_EXERCISE_
Give back, word for word, the lines in the listing below from the one holding "if self.listing.dirs.is_empty() &&" down to the one holding "if let Some(dir)", both ends included.

'''

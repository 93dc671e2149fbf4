use crate::viewmodel::directory::{self, DirListing};
use std::path::{Path, PathBuf};

#[derive(Debug, Clone, Copy, PartialEq, Eq)]
pub enum BrowseMode {
    File,
    Directory,
}

pub enum BrowserAction {
    OpenFile(PathBuf),
    OpenDirectory(PathBuf),
    Cancel,
}

/// Minimal in-app picker: a path field plus the sub-directories and FITS
/// files of the current directory.
pub struct Browser {
    mode: BrowseMode,
    current: PathBuf,
    path_text: String,
    listing: DirListing,
    error: Option<String>,
}

impl Browser {
    pub fn new(mode: BrowseMode, start: &Path) -> Self {
        let mut browser = Browser {
            mode,
            current: start.to_path_buf(),
            path_text: String::new(),
            listing: DirListing::default(),
            error: None,
        };
        browser.navigate(start.to_path_buf());
        browser
    }

    fn navigate(&mut self, dir: PathBuf) {
        match directory::list(&dir) {
            Ok(listing) => {
                self.listing = listing;
                self.error = None;
                self.path_text = dir.display().to_string();
                self.current = dir;
            }
            Err(e) => self.error = Some(format!("{}: {e}", dir.display())),
        }
    }

    pub fn show(&mut self, ctx: &egui::Context) -> Option<BrowserAction> {
        let title = match self.mode {
            BrowseMode::File => "Open FITS File",
            BrowseMode::Directory => "Open Directory",
        };
        let mut action = None;
        let mut go_to = None;

        egui::Window::new(title)
            .collapsible(false)
            .default_width(420.0)
            .anchor(egui::Align2::CENTER_CENTER, [0.0, 0.0])
            .show(ctx, |ui| {
                ui.horizontal(|ui| {
                    if ui.button("⬆").on_hover_text("Parent directory").clicked() {
                        go_to = self.current.parent().map(Path::to_path_buf);
                    }
                    let edit = ui.add(
                        egui::TextEdit::singleline(&mut self.path_text).desired_width(320.0),
                    );
                    let submitted = edit.lost_focus() && ui.input(|i| i.key_pressed(egui::Key::Enter));
                    if ui.button("Go").clicked() || submitted {
                        let typed = PathBuf::from(self.path_text.trim());
                        if typed.is_file() && self.mode == BrowseMode::File {
                            action = Some(BrowserAction::OpenFile(typed));
                        } else {
                            go_to = Some(typed);
                        }
                    }
                });
                if let Some(err) = &self.error {
                    ui.label(egui::RichText::new(err).color(egui::Color32::RED));
                }
                ui.separator();

                egui::ScrollArea::vertical().max_height(320.0).show(ui, |ui| {
                    for dir in &self.listing.dirs {
                        let name = dir.file_name().unwrap_or_default().to_string_lossy();
                        if ui.selectable_label(false, format!("📁 {name}")).clicked() {
                            go_to = Some(dir.clone());
                        }
                    }
                    for file in &self.listing.files {
                        let name = file.file_name().unwrap_or_default().to_string_lossy();
                        let enabled = self.mode == BrowseMode::File;
                        if ui.add_enabled(enabled, egui::SelectableLabel::new(false, name.to_string())).clicked() {
                            action = Some(BrowserAction::OpenFile(file.clone()));
                        }
                    }
                    if self.listing.dirs.is_empty() && self.listing.files.is_empty() {
                        ui.label("(empty)");
                    }
                });
                ui.separator();

                ui.horizontal(|ui| {
                    if self.mode == BrowseMode::Directory && ui.button("Open this directory").clicked() {
                        action = Some(BrowserAction::OpenDirectory(self.current.clone()));
                    }
                    if ui.button("Cancel").clicked() {
                        action = Some(BrowserAction::Cancel);
                    }
                    ui.label(format!("{} FITS files", self.listing.files.len()));
                });
            });

        if let Some(dir) = go_to {
            self.navigate(dir);
        }
        action
    }
}
//! egui widgets. Holds textures and window state only; everything else is
//! asked of the view model.

mod app;
mod browser;
mod histogram;
mod viewfinder;

pub use app::FitsViewerApp;
//! Application settings, read from `fitsview.toml`.

use crate::model::{Stretch, TapLayout};
use serde::{Deserialize, Serialize};
use std::path::{Path, PathBuf};
use std::time::Duration;
use thiserror::Error;

pub const DEFAULT_CONFIG_FILE: &str = "fitsview.toml";

#[derive(Error, Debug)]
pub enum ConfigError {
    #[error("cannot read {path}: {source}")]
    Io {
        path: PathBuf,
        #[source]
        source: std::io::Error,
    },

    #[error("invalid TOML in {path}: {source}")]
    Parse {
        path: PathBuf,
        #[source]
        source: toml::de::Error,
    },

    #[error("invalid configuration: {message}")]
    Invalid { message: String },
}

#[derive(Debug, Clone, Default, PartialEq, Serialize, Deserialize)]
#[serde(default)]
pub struct Config {
    pub window: WindowConfig,
    pub display: DisplayConfig,
    pub watch: WatchConfig,
    pub taps: TapConfig,
    pub viewfinder: ViewfinderConfig,
    pub export: ExportConfig,
}

#[derive(Debug, Clone, PartialEq, Serialize, Deserialize)]
#[serde(default)]
pub struct WindowConfig {
    pub width: f32,
    pub height: f32,
}

impl Default for WindowConfig {
    fn default() -> Self {
        WindowConfig { width: 1280.0, height: 800.0 }
    }
}

#[derive(Debug, Clone, PartialEq, Serialize, Deserialize)]
#[serde(default)]
pub struct DisplayConfig {
    pub stretch: Stretch,
    /// Contrast slider position, 0..=100; 50 leaves the image unchanged.
    pub contrast: u8,
    pub histogram_bins: usize,
}

impl Default for DisplayConfig {
    fn default() -> Self {
        DisplayConfig { stretch: Stretch::Linear, contrast: 50, histogram_bins: 256 }
    }
}

#[derive(Debug, Clone, PartialEq, Serialize, Deserialize)]
#[serde(default)]
pub struct WatchConfig {
    pub poll_interval_ms: u64,
}

impl Default for WatchConfig {
    fn default() -> Self {
        WatchConfig { poll_interval_ms: 1000 }
    }
}

impl WatchConfig {
    pub fn poll_interval(&self) -> Duration {
        Duration::from_millis(self.poll_interval_ms)
    }
}

#[derive(Debug, Clone, PartialEq, Serialize, Deserialize)]
#[serde(default)]
pub struct TapConfig {
    pub tap_width: usize,
    pub num_taps: usize,
}

impl Default for TapConfig {
    fn default() -> Self {
        let layout = TapLayout::default();
        TapConfig { tap_width: layout.tap_width, num_taps: layout.num_taps }
    }
}

impl TapConfig {
    pub fn layout(&self) -> TapLayout {
        TapLayout { tap_width: self.tap_width, num_taps: self.num_taps }
    }
}

#[derive(Debug, Clone, PartialEq, Serialize, Deserialize)]
#[serde(default)]
pub struct ViewfinderConfig {
    pub size: usize,
}

impl Default for ViewfinderConfig {
    fn default() -> Self {
        ViewfinderConfig { size: 200 }
    }
}

#[derive(Debug, Clone, Default, PartialEq, Serialize, Deserialize)]
#[serde(default)]
pub struct ExportConfig {
    pub directory: Option<PathBuf>,
}

impl Config {
    /// Load from `path`, or from `fitsview.toml` in the working directory if it
    /// exists, or fall back to defaults.
    pub fn load(path: Option<&Path>) -> Result<Self, ConfigError> {
        let path = match path {
            Some(p) => p.to_path_buf(),
            None => {
                let default = PathBuf::from(DEFAULT_CONFIG_FILE);
                if !default.is_file() {
                    tracing::debug!("no {DEFAULT_CONFIG_FILE}, using defaults");
                    return Ok(Config::default());
                }
                default
            }
        };
        let text = std::fs::read_to_string(&path)
            .map_err(|source| ConfigError::Io { path: path.clone(), source })?;
        let config = Self::from_toml(&text).map_err(|e| match e {
            ConfigError::Parse { source, .. } => ConfigError::Parse { path: path.clone(), source },
            other => other,
        })?;
        tracing::info!(path = %path.display(), "loaded configuration");
        Ok(config)
    }

    pub fn from_toml(text: &str) -> Result<Self, ConfigError> {
        let config: Config = toml::from_str(text)
            .map_err(|source| ConfigError::Parse { path: PathBuf::new(), source })?;
        config.validate()?;
        Ok(config)
    }

    pub fn validate(&self) -> Result<(), ConfigError> {
        let invalid = |message: &str| Err(ConfigError::Invalid { message: message.to_string() });
        if self.taps.tap_width == 0 || self.taps.tap_width % 2 != 0 {
            return invalid("taps.tap_width must be a positive even number");
        }
        if self.taps.num_taps == 0 {
            return invalid("taps.num_taps must be positive");
        }
        if !(1..=256).contains(&self.display.histogram_bins) {
            return invalid("display.histogram_bins must be within 1..=256");
        }
        if self.display.contrast > 100 {
            return invalid("display.contrast must be within 0..=100");
        }
        if self.viewfinder.size == 0 {
            return invalid("viewfinder.size must be positive");
        }
        if self.watch.poll_interval_ms == 0 {
            return invalid("watch.poll_interval_ms must be positive");
        }
        if self.window.width <= 0.0 || self.window.height <= 0.0 {
            return invalid("window size must be positive");
        }
        Ok(())
    }
}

'''

_EXPECTED OUTPUT_
                    if self.listing.dirs.is_empty() && self.listing.files.is_empty() {
                        ui.label("(empty)");
                    }
                });
                ui.separator();

                ui.horizontal(|ui| {
                    if self.mode == BrowseMode::Directory && ui.button("Open this directory").clicked() {
                        action = Some(BrowserAction::OpenDirectory(self.current.clone()));
                    }
                    if ui.button("Cancel").clicked() {
                        action = Some(BrowserAction::Cancel);
                    }
                    ui.label(format!("{} FITS files", self.listing.files.len()));
                });
            });

        if let Some(dir) = go_to {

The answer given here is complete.